(Collection entries)
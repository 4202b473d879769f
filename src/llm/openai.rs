//! async-openai backed chat model.

use super::{
    ChatModel, Message, ModelError, ModelReply, Role, ToolCall, ToolDescriptor, MAX_OUTPUT_TOKENS,
    TEMPERATURE,
};
use crate::config::EndpointSettings;
use crate::error::Result;
use crate::openai::create_client;
use async_openai::config::OpenAIConfig;
use async_openai::error::OpenAIError;
use async_openai::types::{
    ChatCompletionMessageToolCall, ChatCompletionRequestAssistantMessageArgs,
    ChatCompletionRequestMessage, ChatCompletionRequestSystemMessageArgs,
    ChatCompletionRequestToolMessageArgs, ChatCompletionRequestUserMessageArgs, ChatCompletionTool,
    ChatCompletionToolChoiceOption, ChatCompletionToolType, CreateChatCompletionRequestArgs,
    FunctionCall, FunctionObject,
};
use async_openai::Client;
use async_trait::async_trait;
use std::time::Duration;
use tracing::debug;

/// Chat model served by an OpenAI-compatible endpoint.
pub struct OpenAIChatModel {
    client: Client<OpenAIConfig>,
    model: String,
    timeout: Duration,
}

impl OpenAIChatModel {
    /// Create a model client for the given endpoint.
    pub fn new(endpoint: &EndpointSettings, api_key: &str) -> Result<Self> {
        Ok(Self {
            client: create_client(endpoint, api_key)?,
            model: endpoint.model.clone(),
            timeout: endpoint.timeout(),
        })
    }
}

#[async_trait]
impl ChatModel for OpenAIChatModel {
    async fn complete(
        &self,
        messages: &[Message],
        tools: &[ToolDescriptor],
    ) -> std::result::Result<ModelReply, ModelError> {
        let request_messages = messages
            .iter()
            .map(to_request_message)
            .collect::<std::result::Result<Vec<_>, _>>()
            .map_err(|e| ModelError::Provider(e.to_string()))?;

        let mut args = CreateChatCompletionRequestArgs::default();
        args.model(&self.model)
            .messages(request_messages)
            .temperature(TEMPERATURE)
            .max_completion_tokens(MAX_OUTPUT_TOKENS);

        if !tools.is_empty() {
            args.tools(tools.iter().map(to_function_tool).collect::<Vec<_>>())
                .tool_choice(ChatCompletionToolChoiceOption::Auto);
        }

        let request = args
            .build()
            .map_err(|e| ModelError::Provider(e.to_string()))?;

        debug!(
            "Chat completion: model={}, messages={}, tools={}",
            self.model,
            messages.len(),
            tools.len()
        );

        let response = tokio::time::timeout(self.timeout, self.client.chat().create(request))
            .await
            .map_err(|_| ModelError::Timeout(format!("no response after {:?}", self.timeout)))?
            .map_err(classify_error)?;

        let choice = response
            .choices
            .into_iter()
            .next()
            .ok_or_else(|| ModelError::Provider("No response from model".to_string()))?;

        let tool_calls = choice
            .message
            .tool_calls
            .unwrap_or_default()
            .into_iter()
            .map(|call| ToolCall {
                id: call.id,
                name: call.function.name,
                raw_arguments: call.function.arguments,
            })
            .collect();

        Ok(ModelReply {
            content: choice.message.content,
            tool_calls,
        })
    }

    fn model_name(&self) -> &str {
        &self.model
    }
}

fn classify_error(error: OpenAIError) -> ModelError {
    match &error {
        OpenAIError::Reqwest(e) if e.is_timeout() => ModelError::Timeout(e.to_string()),
        OpenAIError::Reqwest(e) if e.is_connect() => ModelError::Connection(e.to_string()),
        _ => ModelError::Provider(error.to_string()),
    }
}

fn to_function_tool(descriptor: &ToolDescriptor) -> ChatCompletionTool {
    ChatCompletionTool {
        r#type: ChatCompletionToolType::Function,
        function: FunctionObject {
            name: descriptor.name.clone(),
            description: Some(descriptor.description.clone()),
            parameters: Some(descriptor.parameters.clone()),
            strict: None,
        },
    }
}

fn to_request_message(
    message: &Message,
) -> std::result::Result<ChatCompletionRequestMessage, OpenAIError> {
    let content = message.content.clone().unwrap_or_default();

    let request = match message.role {
        Role::System => ChatCompletionRequestSystemMessageArgs::default()
            .content(content)
            .build()?
            .into(),
        Role::User => ChatCompletionRequestUserMessageArgs::default()
            .content(content)
            .build()?
            .into(),
        Role::Assistant => {
            let mut args = ChatCompletionRequestAssistantMessageArgs::default();
            if let Some(text) = message.content.as_ref().filter(|c| !c.is_empty()) {
                args.content(text.clone());
            }
            if !message.tool_calls.is_empty() {
                args.tool_calls(
                    message
                        .tool_calls
                        .iter()
                        .map(|call| ChatCompletionMessageToolCall {
                            id: call.id.clone(),
                            r#type: ChatCompletionToolType::Function,
                            function: FunctionCall {
                                name: call.name.clone(),
                                arguments: call.raw_arguments.clone(),
                            },
                        })
                        .collect::<Vec<_>>(),
                );
            }
            args.build()?.into()
        }
        Role::Tool => ChatCompletionRequestToolMessageArgs::default()
            .tool_call_id(message.tool_call_id.clone().unwrap_or_default())
            .content(content)
            .build()?
            .into(),
    };

    Ok(request)
}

WHAT TO PRODUCE:
The required result is an identical copy of the records above.

ANSWER BELOW:
repository 4202b473d879769f
filename src/llm/openai.rs
//! async-openai backed chat model.

use super::{
    ChatModel, Message, ModelError, ModelReply, Role, ToolCall, ToolDescriptor, MAX_OUTPUT_TOKENS,
    TEMPERATURE,
};
use crate::config::EndpointSettings;
use crate::error::Result;
use crate::openai::create_client;
use async_openai::config::OpenAIConfig;
use async_openai::error::OpenAIError;
use async_openai::types::{
    ChatCompletionMessageToolCall, ChatCompletionRequestAssistantMessageArgs,
    ChatCompletionRequestMessage, ChatCompletionRequestSystemMessageArgs,
    ChatCompletionRequestToolMessageArgs, ChatCompletionRequestUserMessageArgs, ChatCompletionTool,
    ChatCompletionToolChoiceOption, ChatCompletionToolType, CreateChatCompletionRequestArgs,
    FunctionCall, FunctionObject,
};
use async_openai::Client;
use async_trait::async_trait;
use std::time::Duration;
use tracing::debug;

/// Chat model served by an OpenAI-compatible endpoint.
pub struct OpenAIChatModel {
    client: Client<OpenAIConfig>,
    model: String,
    timeout: Duration,
}

impl OpenAIChatModel {
    /// Create a model client for the given endpoint.
    pub fn new(endpoint: &EndpointSettings, api_key: &str) -> Result<Self> {
        Ok(Self {
            client: create_client(endpoint, api_key)?,
            model: endpoint.model.clone(),
            timeout: endpoint.timeout(),
        })
    }
}

#[async_trait]
impl ChatModel for OpenAIChatModel {
    async fn complete(
        &self,
        messages: &[Message],
        tools: &[ToolDescriptor],
    ) -> std::result::Result<ModelReply, ModelError> {
        let request_messages = messages
            .iter()
            .map(to_request_message)
            .collect::<std::result::Result<Vec<_>, _>>()
            .map_err(|e| ModelError::Provider(e.to_string()))?;

        let mut args = CreateChatCompletionRequestArgs::default();
        args.model(&self.model)
            .messages(request_messages)
            .temperature(TEMPERATURE)
            .max_completion_tokens(MAX_OUTPUT_TOKENS);

        if !tools.is_empty() {
            args.tools(tools.iter().map(to_function_tool).collect::<Vec<_>>())
                .tool_choice(ChatCompletionToolChoiceOption::Auto);
        }

        let request = args
            .build()
            .map_err(|e| ModelError::Provider(e.to_string()))?;

        debug!(
            "Chat completion: model={}, messages={}, tools={}",
            self.model,
            messages.len(),
            tools.len()
        );

        let response = tokio::time::timeout(self.timeout, self.client.chat().create(request))
            .await
            .map_err(|_| ModelError::Timeout(format!("no response after {:?}", self.timeout)))?
            .map_err(classify_error)?;

        let choice = response
            .choices
            .into_iter()
            .next()
            .ok_or_else(|| ModelError::Provider("No response from model".to_string()))?;

        let tool_calls = choice
            .message
            .tool_calls
            .unwrap_or_default()
            .into_iter()
            .map(|call| ToolCall {
                id: call.id,
                name: call.function.name,
                raw_arguments: call.function.arguments,
            })
            .collect();

        Ok(ModelReply {
            content: choice.message.content,
            tool_calls,
        })
    }

    fn model_name(&self) -> &str {
        &self.model
    }
}

fn classify_error(error: OpenAIError) -> ModelError {
    match &error {
        OpenAIError::Reqwest(e) if e.is_timeout() => ModelError::Timeout(e.to_string()),
        OpenAIError::Reqwest(e) if e.is_connect() => ModelError::Connection(e.to_string()),
        _ => ModelError::Provider(error.to_string()),
    }
}

fn to_function_tool(descriptor: &ToolDescriptor) -> ChatCompletionTool {
    ChatCompletionTool {
        r#type: ChatCompletionToolType::Function,
        function: FunctionObject {
            name: descriptor.name.clone(),
            description: Some(descriptor.description.clone()),
            parameters: Some(descriptor.parameters.clone()),
            strict: None,
        },
    }
}

fn to_request_message(
    message: &Message,
) -> std::result::Result<ChatCompletionRequestMessage, OpenAIError> {
    let content = message.content.clone().unwrap_or_default();

    let request = match message.role {
        Role::System => ChatCompletionRequestSystemMessageArgs::default()
            .content(content)
            .build()?
            .into(),
        Role::User => ChatCompletionRequestUserMessageArgs::default()
            .content(content)
            .build()?
            .into(),
        Role::Assistant => {
            let mut args = ChatCompletionRequestAssistantMessageArgs::default();
            if let Some(text) = message.content.as_ref().filter(|c| !c.is_empty()) {
                args.content(text.clone());
            }
            if !message.tool_calls.is_empty() {
                args.tool_calls(
                    message
                        .tool_calls
                        .iter()
                        .map(|call| ChatCompletionMessageToolCall {
                            id: call.id.clone(),
                            r#type: ChatCompletionToolType::Function,
                            function: FunctionCall {
                                name: call.name.clone(),
                                arguments: call.raw_arguments.clone(),
                            },
                        })
                        .collect::<Vec<_>>(),
                );
            }
            args.build()?.into()
        }
        Role::Tool => ChatCompletionRequestToolMessageArgs::default()
            .tool_call_id(message.tool_call_id.clone().unwrap_or_default())
            .content(content)
            .build()?
            .into(),
    };

    Ok(request)
}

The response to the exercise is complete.